*** Exercise data ***

//! Integration tests for the locale router
//!
//! These tests drive the public API end to end: a request-scoped registry is
//! built, a request is routed and the result applied, and URLs are assembled
//! back, the same way the HTTP front end does it.

use axum::body::to_bytes;
use axum::http::{header, StatusCode};
use locale_router::config::{parse_domains, Config};
use locale_router::error::{LocaleError, RouteError};
use locale_router::i18n::{
    codec, LanguageHelper, LocaleCatalog, LocaleRegistry, StaticCatalog, SystemLocale, Translator,
};
use locale_router::router::{
    AssembleContext, AssembleOptions, Literal, LocaleAwareRouteStack, LocaleRouteSegment,
    MatchContext, MatchOutcome, Params, Part, Redirect, Route, RouteRequest, RouteStack, Segment,
    LOCALE,
};
use locale_router::server::{self, AppState};
use std::sync::atomic::{AtomicUsize, Ordering};
use std::sync::{Arc, Mutex};

// ==================== Test Helpers ====================

/// Platform hook that accepts everything and remembers what was activated
#[derive(Default)]
struct RecordingSystem {
    activated: Mutex<Vec<String>>,
}

impl SystemLocale for RecordingSystem {
    fn activate(&self, locale: &str) -> bool {
        self.activated.lock().unwrap().push(locale.to_string());
        true
    }

    fn default_locale(&self) -> Option<String> {
        None
    }
}

#[derive(Default)]
struct RecordingTranslator {
    locales: Mutex<Vec<String>>,
}

impl Translator for RecordingTranslator {
    fn set_locale(&self, locale: &str) {
        self.locales.lock().unwrap().push(locale.to_string());
    }
}

/// Route that never matches and counts how often it was asked
struct CountingRoute {
    calls: Arc<AtomicUsize>,
}

impl Route for CountingRoute {
    fn match_path(&self, _cx: &MatchContext<'_>, _offset: usize) -> Option<MatchOutcome> {
        self.calls.fetch_add(1, Ordering::SeqCst);
        None
    }

    fn assemble(
        &self,
        _params: &Params,
        _options: &AssembleOptions,
        _registry: Option<&LocaleRegistry>,
    ) -> Result<String, RouteError> {
        Ok(String::new())
    }
}

fn catalog() -> Arc<dyn LocaleCatalog> {
    Arc::new(StaticCatalog::new(["en", "en-US", "es", "es-ES", "fr", "fr-FR"]))
}

/// Registry with {es, fr, en-US} available and `fr` as default
fn registry() -> LocaleRegistry {
    let mut registry = LocaleRegistry::new(catalog(), Arc::new(RecordingSystem::default()));
    registry.add_locales(["es", "fr", "en_US"]).unwrap();
    registry.set_default_locale("fr").unwrap();
    registry
}

fn routes() -> LocaleAwareRouteStack {
    LocaleAwareRouteStack::new(
        RouteStack::new()
            .with_route("home", Literal::new("/"))
            .with_route("page", Literal::new("/page"))
            .with_route("post", Segment::new("/post/:slug"))
            // Only the shop is localized when the stack sees no prefix
            .with_route(
                "shop",
                Part::new(Literal::new("/shop"), false).with_child(
                    "localized",
                    Part::new(LocaleRouteSegment::new(), true)
                        .with_child("cart", Literal::new("cart")),
                ),
            ),
    )
}

fn request(path: &str) -> RouteRequest {
    RouteRequest::parse(&format!("http://example.com{}", path)).unwrap()
}

// ==================== Codec Tests ====================

#[test]
fn test_canonical_forms() {
    assert_eq!(codec::canonicalize("EN_us").unwrap(), "en-US");
    assert_eq!(codec::canonicalize("es-419").unwrap(), "es-419");
    assert!(codec::equivalent("es-ES", "ES_es"));
    assert!(matches!(
        codec::canonicalize("english"),
        Err(LocaleError::Malformed(_))
    ));
}

// ==================== Registry Tests ====================

#[test]
fn test_has_locale_is_exact_but_add_locale_falls_back() {
    let mut registry = LocaleRegistry::new(catalog(), Arc::new(RecordingSystem::default()));

    // Catalog only knows "es"; es-MX resolves through prefix fallback
    registry.add_locale("es").unwrap();
    assert!(!registry.has_locale("es-MX"));
    registry.add_locale("es_MX").unwrap();
    assert!(registry.has_locale("es-MX"));
}

#[test]
fn test_set_locale_activates_and_notifies() {
    let system = Arc::new(RecordingSystem::default());
    let translator = Arc::new(RecordingTranslator::default());
    let mut registry = LocaleRegistry::new(catalog(), system.clone());
    registry.add_translator(Some(translator.clone()));

    registry.set_locale("EN-us").unwrap();

    assert_eq!(registry.locale(), "en-US");
    assert_eq!(*system.activated.lock().unwrap(), vec!["en-US"]);
    assert_eq!(*translator.locales.lock().unwrap(), vec!["en-US"]);
}

#[test]
fn test_unsupported_default_keeps_previous() {
    let mut registry = registry();
    let result = registry.set_default_locale("de");
    assert_eq!(result, Err(LocaleError::Unsupported("de".to_string())));
    assert_eq!(registry.default_locale(), "fr");
}

// ==================== Routing Tests ====================

#[test]
fn test_prefixed_request_switches_locale() {
    let mut registry = registry();
    let helper = Arc::new(LanguageHelper::new(registry.default_locale()));
    registry.add_translator(Some(helper.clone()));

    let mut routing = routes().match_request(&request("/es/page"), Some(&registry));
    routing.apply_to(&mut registry).unwrap();

    let Some(MatchOutcome::Match(route_match)) = &routing.outcome else {
        panic!("expected a match, got {:?}", routing.outcome);
    };
    assert_eq!(route_match.matched_route_name(), Some("page"));
    assert_eq!(route_match.param(LOCALE), Some("es"));
    assert_eq!(registry.locale(), "es");
    assert_eq!(registry.path_locale(), Some("es"));
    assert_eq!(helper.language(true), "es");
}

#[test]
fn test_missing_trailing_slash_redirects() {
    let mut registry = registry();
    let mut routing = routes().match_request(&request("/es"), Some(&registry));

    assert!(routing.is_redirect());
    let Some(MatchOutcome::Redirect(redirect)) = &routing.outcome else {
        panic!("expected a redirect");
    };
    assert_eq!(redirect.location, "http://example.com/es/");

    routing.apply_to(&mut registry).unwrap();
    assert_eq!(registry.locale(), "es");
}

#[test]
fn test_unknown_prefix_goes_to_children() {
    let registry = registry();

    let routing = routes().match_request(&request("/xx/page"), Some(&registry));
    assert_eq!(routing.path_locale, None);
    assert!(routing.outcome.is_none());

    let routing = routes().match_request(&request("/post/es"), Some(&registry));
    let Some(MatchOutcome::Match(route_match)) = &routing.outcome else {
        panic!("expected a match");
    };
    assert_eq!(route_match.param("slug"), Some("es"));
}

#[test]
fn test_locale_segment_inside_tree() {
    let mut registry = registry();
    let mut routing = routes().match_request(&request("/shop/en-US/cart"), Some(&registry));
    assert_eq!(routing.path_locale, None);

    routing.apply_to(&mut registry).unwrap();

    let Some(MatchOutcome::Match(route_match)) = &routing.outcome else {
        panic!("expected a match");
    };
    assert_eq!(route_match.matched_route_name(), Some("shop/localized/cart"));
    assert_eq!(route_match.param(LOCALE), Some("en-US"));
    assert_eq!(registry.locale(), "en-US");
    assert_eq!(registry.path_locale(), None);
}

#[test]
fn test_nested_locale_segment_redirects() {
    let mut registry = registry();
    let mut routing = routes().match_request(&request("/shop/es?x=1"), Some(&registry));

    assert_eq!(routing.path_locale, None);
    assert_eq!(
        routing.outcome,
        Some(MatchOutcome::Redirect(Redirect {
            location: "http://example.com/shop/es/?x=1".to_string(),
            locale: "es".to_string(),
        }))
    );

    routing.apply_to(&mut registry).unwrap();
    assert_eq!(registry.locale(), "es");
}

#[test]
fn test_redirect_stops_sibling_routes() {
    let registry = registry();
    let calls = Arc::new(AtomicUsize::new(0));
    let routes = LocaleAwareRouteStack::new(
        RouteStack::new()
            .with_route(
                "shop",
                Part::new(Literal::new("/shop"), false)
                    .with_child("localized", LocaleRouteSegment::new())
                    .with_child("after", CountingRoute { calls: calls.clone() }),
            )
            .with_route("catch_all", Segment::new("/shop/:rest"))
            .with_route("counted", CountingRoute { calls: calls.clone() }),
    );

    let routing = routes.match_request(&request("/shop/es"), Some(&registry));

    assert!(routing.is_redirect());
    assert_eq!(calls.load(Ordering::SeqCst), 0);

    // Without the redirect the same siblings are tried in order
    let routing = routes.match_request(&request("/shop/de"), Some(&registry));
    let Some(MatchOutcome::Match(route_match)) = &routing.outcome else {
        panic!("expected a match, got {:?}", routing.outcome);
    };
    assert_eq!(route_match.matched_route_name(), Some("catch_all"));
    assert_eq!(calls.load(Ordering::SeqCst), 1);
}

// ==================== Assembly Tests ====================

#[test]
fn test_default_locale_visibility() {
    let registry = registry();
    let cx = AssembleContext::new(None, Some(&registry));
    let routes = routes();

    let hidden = routes
        .assemble(&Params::new(), &AssembleOptions::named("page"), &cx)
        .unwrap();
    assert_eq!(hidden, "/page");

    let shown = routes
        .assemble(
            &Params::new(),
            &AssembleOptions::named("page").with_display_default_locale(true),
            &cx,
        )
        .unwrap();
    assert_eq!(shown, "/fr/page");
}

#[test]
fn test_round_trip_through_request() {
    let mut registry = registry();
    let routes = routes();
    let request = request("/en-US/post/hello");

    let mut routing = routes.match_request(&request, Some(&registry));
    routing.apply_to(&mut registry).unwrap();
    let Some(MatchOutcome::Match(route_match)) = &routing.outcome else {
        panic!("expected a match");
    };

    let cx = AssembleContext::new(Some(&request), Some(&registry));
    let url = routes
        .assemble(
            route_match.params(),
            &AssembleOptions::named("post").with_force_canonical(true),
            &cx,
        )
        .unwrap();
    assert_eq!(url, "http://example.com/en-US/post/hello");

    let spanish = routes
        .assemble(
            route_match.params(),
            &AssembleOptions::named("post").with_locale("es"),
            &cx,
        )
        .unwrap();
    assert_eq!(spanish, "/es/post/hello");
}

// ==================== Server Tests ====================

fn app_state() -> AppState {
    AppState::new(
        Config {
            default_locale: Some("en".to_string()),
            available_locales: vec!["en".to_string(), "es".to_string()],
            domains: parse_domains("example.es=es").unwrap(),
            port: 8080,
            ..Config::default()
        },
        server::demo_routes(),
        catalog(),
        Arc::new(RecordingSystem::default()),
    )
}

#[tokio::test]
async fn test_server_match_response() {
    let response = server::respond(
        &app_state(),
        RouteRequest::parse("http://localhost/es/about").unwrap(),
    );

    assert_eq!(response.status(), StatusCode::OK);
    assert_eq!(
        response.headers().get(header::CONTENT_LANGUAGE).unwrap(),
        "es"
    );

    let bytes = to_bytes(response.into_body(), usize::MAX).await.unwrap();
    let body: serde_json::Value = serde_json::from_slice(&bytes).unwrap();
    assert_eq!(body["route"], "about");
    assert_eq!(body["alternates"]["en"], "http://localhost/about");
}

#[tokio::test]
async fn test_server_redirect_and_not_found() {
    let state = app_state();

    let redirect = server::respond(&state, RouteRequest::parse("http://localhost/es").unwrap());
    assert_eq!(redirect.status(), StatusCode::MOVED_PERMANENTLY);
    assert_eq!(
        redirect.headers().get(header::LOCATION).unwrap(),
        "http://localhost/es/"
    );

    let missing = server::respond(&state, RouteRequest::parse("http://example.es/nope").unwrap());
    assert_eq!(missing.status(), StatusCode::NOT_FOUND);
    assert_eq!(missing.headers().get(header::CONTENT_LANGUAGE).unwrap(), "es");
}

*** End of Exercise data ***

**Problem to solve:**
Return a copy of each line of the material that holds the word "matches".

**Answer space:**
/// Route that never matches and counts how often it was asked
    assert!(matches!(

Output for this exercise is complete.